Modernism, Part I

It is next to impossible for us today fully to understand how painful, traumatic, and confusing the advent of modernity was to the people who witnessed it. We are the product of the enormous tectonic shift that occurred at the end of the XIXth and the beginning of the XXth century. Everything we are, do, think, and believe is defined by that watershed moment in history. All of the major conflicts in the world today – both on the global stage and within individual countries – are defined by the tensions between those who have managed to absorb the transformation and adapt to it and those who are still either struggling to do so or resisting modernity altogether. Two world wars have been fought over this, and we are not out of the woods yet in terms of the possibility of a third one fought for the same reason.

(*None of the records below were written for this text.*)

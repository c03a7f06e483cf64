//! Cell ownership grid and connectivity scanning.
//!
//! This module contains:
//! - The `Board` grid store (owners plus a scratch "visited" matrix)
//! - Neighbor lookups with the board edge acting as a sentinel
//! - The flood-fill area counter used to recompute exact area counts

use crate::game::GameError;
use serde::Serialize;

/// Player identifier (1-based, `1..=player_count`)
pub type PlayerId = u32;

/// The cell grid, stored row-major with `y = 0` as the first row.
#[derive(Debug, Clone, Serialize)]
pub struct Board {
    width: u32,
    height: u32,
    /// Owner of every cell, `None` when empty
    cells: Vec<Option<PlayerId>>,
    /// Flood-fill scratch space, all `false` between scans
    #[serde(skip)]
    visited: Vec<bool>,
    #[cfg(test)]
    #[serde(skip)]
    pub(crate) scans: usize,
}

impl Board {
    /// Create an empty board.
    ///
    /// Storage is reserved fallibly so an oversized board is reported as an
    /// error instead of aborting the process.
    pub fn new(width: u32, height: u32) -> Result<Self, GameError> {
        if width == 0 || height == 0 {
            return Err(GameError::ZeroDimension);
        }
        let len = (width as usize)
            .checked_mul(height as usize)
            .ok_or(GameError::TooLarge)?;

        let mut cells = Vec::new();
        cells
            .try_reserve_exact(len)
            .map_err(|_| GameError::Allocation)?;
        cells.resize(len, None);

        let mut visited = Vec::new();
        visited
            .try_reserve_exact(len)
            .map_err(|_| GameError::Allocation)?;
        visited.resize(len, false);

        Ok(Self {
            width,
            height,
            cells,
            visited,
            #[cfg(test)]
            scans: 0,
        })
    }

    pub fn width(&self) -> u32 {
        self.width
    }

    pub fn height(&self) -> u32 {
        self.height
    }

    /// Total number of cells
    pub fn len(&self) -> usize {
        self.cells.len()
    }

    /// A board always has at least one cell.
    pub fn is_empty(&self) -> bool {
        self.cells.is_empty()
    }

    /// Flat index of `(x, y)`, or `None` outside the board
    pub fn index(&self, x: u32, y: u32) -> Option<usize> {
        (x < self.width && y < self.height)
            .then(|| y as usize * self.width as usize + x as usize)
    }

    /// Coordinates of a flat index
    pub fn coords(&self, index: usize) -> (u32, u32) {
        let width = self.width as usize;
        ((index % width) as u32, (index / width) as u32)
    }

    /// Owner of `(x, y)`. Empty cells and cells off the board both read as
    /// `None`, so the edge never matches a real owner.
    pub fn owner_at(&self, x: u32, y: u32) -> Option<PlayerId> {
        self.index(x, y).and_then(|index| self.cells[index])
    }

    pub(crate) fn owner(&self, index: usize) -> Option<PlayerId> {
        self.cells[index]
    }

    pub(crate) fn set_owner(&mut self, index: usize, owner: Option<PlayerId>) {
        self.cells[index] = owner;
    }

    /// Up to four edge-adjacent cells; slots off the board are `None`.
    pub(crate) fn neighbors(&self, index: usize) -> [Option<usize>; 4] {
        let width = self.width as usize;
        let (x, y) = (index % width, index / width);
        [
            (x + 1 < width).then(|| index + 1),
            (x > 0).then(|| index - 1),
            (y + 1 < self.height as usize).then(|| index + width),
            (y > 0).then(|| index - width),
        ]
    }

    /// Whether any edge-adjacent cell is owned by `player`
    pub(crate) fn touches(&self, index: usize, player: PlayerId) -> bool {
        self.neighbors(index)
            .into_iter()
            .flatten()
            .any(|next| self.cells[next] == Some(player))
    }

    /// Number of empty cells edge-adjacent to at least one cell of `player`
    pub fn empty_cells_touching(&self, player: PlayerId) -> u64 {
        (0..self.cells.len())
            .filter(|&index| self.cells[index].is_none() && self.touches(index, player))
            .count() as u64
    }

    /// Rows from the top of the board (highest `y`) down.
    pub fn rows_top_down(&self) -> impl Iterator<Item = &[Option<PlayerId>]> {
        self.cells.chunks(self.width as usize).rev()
    }

    // ==================== Area Counting ====================

    /// Count the areas of each listed player exactly.
    ///
    /// Cells are visited in row-major order; each unvisited cell owned by a
    /// listed player seeds a flood fill over its same-owner region and
    /// counts as one area. The fill uses an explicit stack, so region shape
    /// never affects recursion depth. The scratch matrix is cleared before
    /// returning.
    pub(crate) fn count_areas<const N: usize>(&mut self, players: [PlayerId; N]) -> [u32; N] {
        #[cfg(test)]
        {
            self.scans += 1;
        }

        let mut counts = [0; N];
        let mut stack = Vec::new();

        for index in 0..self.cells.len() {
            if self.visited[index] {
                continue;
            }
            let Some(owner) = self.cells[index] else {
                continue;
            };
            if let Some(slot) = players.iter().position(|&p| p == owner) {
                self.flood_fill(index, owner, &mut stack);
                counts[slot] += 1;
            }
        }

        self.visited.fill(false);
        counts
    }

    /// Mark every cell of the region containing `seed` as visited.
    fn flood_fill(&mut self, seed: usize, owner: PlayerId, stack: &mut Vec<usize>) {
        self.visited[seed] = true;
        stack.push(seed);

        while let Some(index) = stack.pop() {
            for next in self.neighbors(index).into_iter().flatten() {
                if !self.visited[next] && self.cells[next] == Some(owner) {
                    self.visited[next] = true;
                    stack.push(next);
                }
            }
        }
    }
}

#[cfg(test)]
impl Board {
    /// Build a board from rows given top row first, `.` for empty.
    pub(crate) fn from_rows(rows: &[&str]) -> Board {
        let height = rows.len() as u32;
        let width = rows[0].len() as u32;
        let mut board = Board::new(width, height).unwrap();
        for (row, line) in rows.iter().enumerate() {
            let y = height - 1 - row as u32;
            for (x, c) in line.chars().enumerate() {
                let index = board.index(x as u32, y).unwrap();
                board.set_owner(index, c.to_digit(10));
            }
        }
        board
    }
}

// Scratch space is excluded: it carries no state between scans.
impl PartialEq for Board {
    fn eq(&self, other: &Self) -> bool {
        self.width == other.width && self.height == other.height && self.cells == other.cells
    }
}

impl Eq for Board {}
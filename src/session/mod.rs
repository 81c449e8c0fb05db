// SessionAggregator - session-level accumulation of classified windows
//
// Accumulates per-window classifications into one SessionSummary for the
// lifetime of a recording session. The aggregator is a small state machine:
//
//   Idle --start()--> Recording --finalize()--> Finalized
//
// Classifications are accepted only while Recording. After finalize() the
// summary is immutable and any further input fails with SessionClosed.

use serde::{Deserialize, Serialize};
use uuid::Uuid;

use crate::analysis::classifier::Severity;
use crate::analysis::WindowResult;
use crate::error::SessionError;

/// Aggregator lifecycle states
#[derive(Debug, Clone, Copy, PartialEq, Eq)]
pub enum SessionState {
    /// Created but not yet recording
    Idle,
    /// Accepting classified windows
    Recording,
    /// Finalized; summary is immutable
    Finalized,
}

/// Finalized summary of one recording session
#[derive(Debug, Clone, PartialEq, Serialize, Deserialize)]
pub struct SessionSummary {
    /// Unique session id
    pub id: Uuid,
    /// Sensor timestamp of the first analyzed window start
    pub started_at_us: u64,
    /// Sensor timestamp of the last analyzed window end
    pub ended_at_us: u64,
    /// Analyzed span in seconds
    pub duration_s: f64,
    /// Total windows analyzed
    pub windows_analyzed: u64,
    /// Windows classified as tremor
    pub tremor_windows: u64,
    /// Runs of consecutive tremor windows
    pub episode_count: u64,
    /// Mean severity over tremor windows (None when no tremor was seen)
    pub mean_severity: Severity,
    /// Highest severity observed
    pub peak_severity: Severity,
    /// Mean RMS amplitude over tremor windows in m/s^2
    pub mean_amplitude_rms: f32,
    /// Mean dominant frequency over tremor windows in Hz
    pub mean_dominant_frequency_hz: f32,
    /// Mean UPDRS-style score over all windows
    pub mean_updrs_score: f32,
    /// Windows flagged with a timestamp discontinuity
    pub discontinuities: u64,
}

/// Accumulates classified windows into a SessionSummary
pub struct SessionAggregator {
    state: SessionState,
    id: Uuid,
    started_at_us: Option<u64>,
    ended_at_us: Option<u64>,
    windows_analyzed: u64,
    tremor_windows: u64,
    episode_count: u64,
    /// True while inside a run of consecutive tremor windows
    in_episode: bool,
    severity_rank_sum: u64,
    peak_severity: Severity,
    amplitude_sum: f64,
    frequency_sum: f64,
    updrs_sum: u64,
    discontinuities: u64,
}

impl SessionAggregator {
    /// Create an aggregator in the Idle state with a fresh session id
    pub fn new() -> Self {
        Self {
            state: SessionState::Idle,
            id: Uuid::new_v4(),
            started_at_us: None,
            ended_at_us: None,
            windows_analyzed: 0,
            tremor_windows: 0,
            episode_count: 0,
            in_episode: false,
            severity_rank_sum: 0,
            peak_severity: Severity::None,
            amplitude_sum: 0.0,
            frequency_sum: 0.0,
            updrs_sum: 0,
            discontinuities: 0,
        }
    }

    /// Session id assigned at construction
    pub fn id(&self) -> Uuid {
        self.id
    }

    /// Current lifecycle state
    pub fn state(&self) -> SessionState {
        self.state
    }

    /// Begin recording
    ///
    /// # Returns
    /// * `Err(SessionError::AlreadyRecording)` - start() while Recording
    /// * `Err(SessionError::SessionClosed)` - start() after finalize()
    pub fn start(&mut self) -> Result<(), SessionError> {
        match self.state {
            SessionState::Idle => {
                self.state = SessionState::Recording;
                log::info!("[Session {}] Recording started", self.id);
                Ok(())
            }
            SessionState::Recording => Err(SessionError::AlreadyRecording),
            SessionState::Finalized => Err(SessionError::SessionClosed),
        }
    }

    /// Record one classified window
    ///
    /// Only legal while Recording.
    pub fn record(&mut self, result: &WindowResult) -> Result<(), SessionError> {
        match self.state {
            SessionState::Idle => return Err(SessionError::NotRecording),
            SessionState::Finalized => return Err(SessionError::SessionClosed),
            SessionState::Recording => {}
        }

        if self.started_at_us.is_none() {
            self.started_at_us = Some(result.window_start_us);
        }
        self.ended_at_us = Some(result.window_end_us);

        self.windows_analyzed += 1;
        self.updrs_sum += result.classification.updrs_score as u64;
        if result.discontinuity {
            self.discontinuities += 1;
        }

        if result.classification.present {
            self.tremor_windows += 1;
            self.severity_rank_sum += result.classification.severity.rank() as u64;
            self.amplitude_sum += result.features.amplitude_rms as f64;
            self.frequency_sum += result.features.dominant_frequency_hz as f64;
            self.peak_severity = self.peak_severity.max(result.classification.severity);
            if !self.in_episode {
                self.episode_count += 1;
                self.in_episode = true;
            }
        } else {
            self.in_episode = false;
        }

        Ok(())
    }

    /// Finalize and return the immutable summary
    ///
    /// # Returns
    /// * `Err(SessionError::NotRecording)` - finalize() while Idle
    /// * `Err(SessionError::SessionClosed)` - finalize() called twice
    pub fn finalize(&mut self) -> Result<SessionSummary, SessionError> {
        match self.state {
            SessionState::Idle => return Err(SessionError::NotRecording),
            SessionState::Finalized => return Err(SessionError::SessionClosed),
            SessionState::Recording => {}
        }
        self.state = SessionState::Finalized;

        let started_at_us = self.started_at_us.unwrap_or(0);
        let ended_at_us = self.ended_at_us.unwrap_or(started_at_us);

        let mean_severity = if self.tremor_windows > 0 {
            Severity::from_rank(self.severity_rank_sum as f64 / self.tremor_windows as f64)
        } else {
            Severity::None
        };
        let mean_amplitude_rms = if self.tremor_windows > 0 {
            (self.amplitude_sum / self.tremor_windows as f64) as f32
        } else {
            0.0
        };
        let mean_dominant_frequency_hz = if self.tremor_windows > 0 {
            (self.frequency_sum / self.tremor_windows as f64) as f32
        } else {
            0.0
        };
        let mean_updrs_score = if self.windows_analyzed > 0 {
            self.updrs_sum as f32 / self.windows_analyzed as f32
        } else {
            0.0
        };

        let summary = SessionSummary {
            id: self.id,
            started_at_us,
            ended_at_us,
            duration_s: ended_at_us.saturating_sub(started_at_us) as f64 / 1_000_000.0,
            windows_analyzed: self.windows_analyzed,
            tremor_windows: self.tremor_windows,
            episode_count: self.episode_count,
            mean_severity,
            peak_severity: self.peak_severity,
            mean_amplitude_rms,
            mean_dominant_frequency_hz,
            mean_updrs_score,
            discontinuities: self.discontinuities,
        };

        log::info!(
            "[Session {}] Finalized: {} windows, {} tremor, {} episodes, mean severity {:?}",
            self.id,
            summary.windows_analyzed,
            summary.tremor_windows,
            summary.episode_count,
            summary.mean_severity
        );

        Ok(summary)
    }
}

impl Default for SessionAggregator {
    fn default() -> Self {
        Self::new()
    }
}
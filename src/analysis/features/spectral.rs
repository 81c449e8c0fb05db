// Spectral module - frequency-domain feature extraction
//
// Computes spectral features from magnitude spectra of the filtered motion
// signal: the dominant oscillation frequency and the share of power falling
// inside the tremor band.

/// Spectral feature computation over magnitude spectra
pub struct SpectralFeatures {
    bin_width_hz: f32,
}

impl SpectralFeatures {
    /// Create a spectral feature processor
    ///
    /// # Arguments
    /// * `bin_width_hz` - Frequency resolution of incoming spectra
    pub fn new(bin_width_hz: f32) -> Self {
        Self { bin_width_hz }
    }

    /// Dominant frequency of the spectrum in Hz
    ///
    /// Finds the largest-magnitude bin (excluding DC) and refines it by
    /// parabolic interpolation over the neighbouring bins, which recovers
    /// sub-bin precision from short transforms.
    ///
    /// # Returns
    /// Dominant frequency in Hz, or 0.0 for an all-zero spectrum
    pub fn dominant_frequency(&self, spectrum: &[f32]) -> f32 {
        if spectrum.len() < 2 {
            return 0.0;
        }

        let (peak_bin, &peak_mag) = match spectrum
            .iter()
            .enumerate()
            .skip(1)
            .max_by(|(_, a), (_, b)| a.partial_cmp(b).unwrap_or(std::cmp::Ordering::Equal))
        {
            Some(found) => found,
            None => return 0.0,
        };

        if peak_mag < 1e-10 {
            return 0.0;
        }

        // Parabolic interpolation around the peak
        let refined = if peak_bin > 0 && peak_bin + 1 < spectrum.len() {
            let left = spectrum[peak_bin - 1];
            let right = spectrum[peak_bin + 1];
            let denom = left - 2.0 * peak_mag + right;
            if denom.abs() > 1e-10 {
                let delta = 0.5 * (left - right) / denom;
                peak_bin as f32 + delta.clamp(-0.5, 0.5)
            } else {
                peak_bin as f32
            }
        } else {
            peak_bin as f32
        };

        refined * self.bin_width_hz
    }

    /// Fraction of spectral power inside `[low_hz, high_hz]`
    ///
    /// Power is magnitude squared; DC is excluded from both numerator and
    /// denominator so gravity leakage cannot dilute the ratio.
    ///
    /// # Returns
    /// Band power ratio in [0.0, 1.0]
    pub fn band_power_ratio(&self, spectrum: &[f32], low_hz: f32, high_hz: f32) -> f32 {
        let mut band_power = 0.0f32;
        let mut total_power = 0.0f32;

        for (i, &mag) in spectrum.iter().enumerate().skip(1) {
            let freq = i as f32 * self.bin_width_hz;
            let power = mag * mag;
            total_power += power;
            if freq >= low_hz && freq <= high_hz {
                band_power += power;
            }
        }

        if total_power > 1e-10 {
            (band_power / total_power).min(1.0)
        } else {
            0.0
        }
    }
}

#[cfg(test)]
mod tests {
    use super::*;
    use crate::analysis::features::fft::FftProcessor;

    fn sine_spectrum(frequency: f32) -> (SpectralFeatures, Vec<f32>) {
        let sample_rate = 100.0;
        let processor = FftProcessor::new(sample_rate, 200);
        let signal: Vec<f32> = (0..200)
            .map(|i| {
                let t = i as f32 / sample_rate;
                (2.0 * std::f32::consts::PI * frequency * t).sin()
            })
            .collect();
        let spectrum = processor.magnitude_spectrum(&signal);
        (SpectralFeatures::new(processor.bin_width_hz()), spectrum)
    }

    #[test]
    fn test_dominant_frequency_of_sine() {
        let (features, spectrum) = sine_spectrum(6.0);
        let dominant = features.dominant_frequency(&spectrum);
        assert!(
            (dominant - 6.0).abs() < 0.5,
            "Expected ~6 Hz, got {} Hz",
            dominant
        );
    }

    #[test]
    fn test_dominant_frequency_of_silence() {
        let features = SpectralFeatures::new(0.5);
        let spectrum = vec![0.0; 129];
        assert_eq!(features.dominant_frequency(&spectrum), 0.0);
    }

    #[test]
    fn test_band_ratio_in_band_sine() {
        let (features, spectrum) = sine_spectrum(6.0);
        let ratio = features.band_power_ratio(&spectrum, 3.0, 12.0);
        assert!(
            ratio > 0.9,
            "6 Hz sine should concentrate power in the band, ratio {}",
            ratio
        );
    }

    #[test]
    fn test_band_ratio_out_of_band_sine() {
        let (features, spectrum) = sine_spectrum(25.0);
        let ratio = features.band_power_ratio(&spectrum, 3.0, 12.0);
        assert!(
            ratio < 0.1,
            "25 Hz sine should fall outside the band, ratio {}",
            ratio
        );
    }

    #[test]
    fn test_band_ratio_bounds() {
        let (features, spectrum) = sine_spectrum(6.0);
        let ratio = features.band_power_ratio(&spectrum, 3.0, 12.0);
        assert!((0.0..=1.0).contains(&ratio));
    }
}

Artists were warning us way ahead of time that the shift was coming. Art tends to be very sensitive to these transformations, which is why artists begin to produce the kind of art that corresponds to the changes in the existing reality long before individuals and governments catch up. The price many of these artists paid for their creative prescience was that of being excoriated, persecuted, ridiculed, and then glorified and worshiped after their deaths.

The technological progress made profound transformations in art inevitable. The photographic camera and later the cinematographic camera changed art forever. It made absolutely no sense any longer to create a painting that would strive to depict reality as faithfully as possible. A painter could not hope to win a competition with a photographic camera. This is why artists needed to learn to do something different. They had to offer more than a representation of reality. When they started doing that, however, the rejection of their art was swift and brutal.

impression soleil levant

 “A draft of a wallpaper pattern is more finished than this seascape,” said journalist and critic Louis Leroy about the painting “Impression: soleil levant” by Claude Monet that you can see on the left. The new sensibilities that this kind of art addressed were menacing and confusing for many people. With so many changes occurring in the world around them, they found it hard to accept that art would now be completely different from what they were used to, as well.

The advent of modernity was more painful for some countries than for others. In 1914, a clash between the countries that were at different stages in their absorption of these transformations erupted. The clunky, old, outdated empires that were finding it impossibly hard to modernize were not going down without a fight. The Great War of 1914-1918 would show everybody, once and for all that modernity came at a price.

P.S. My blog, my posts, my vision. Feel free to offer your own, of course, but don’t question my right to express mine.

13 thoughts on “Modernism, Part I”

  1. I like the interpretation given by Clarissa, but I tend to see modernity (and hence, modernism in its tow) as being formulated by industrialization. WW1 was a war fought for colonies.


          1. I don’t think that is a useful hypothesis regarding this particular case. My father is very skilled at shutting out the outside world. He’s not a moralist; just states what he perceives.


              1. No,I didn’t think you were. But I will check with him again, to make sure of his views. He has an automatic resistance to Marxism, or feminism, or anything new or liberating. So, he is not a socially influenced type.


  2. I’m so looking forward to these series of posts. I know they’re not the most popular by far but I appreciate that you take the time to write them.

    Do you think society today is changing as dramatically as it did during modernism? If so do you think art is reflecting it? or do you think the relevance of art in society is less than during that time? or is this perhaps something that we will only understand later on when it already has settled?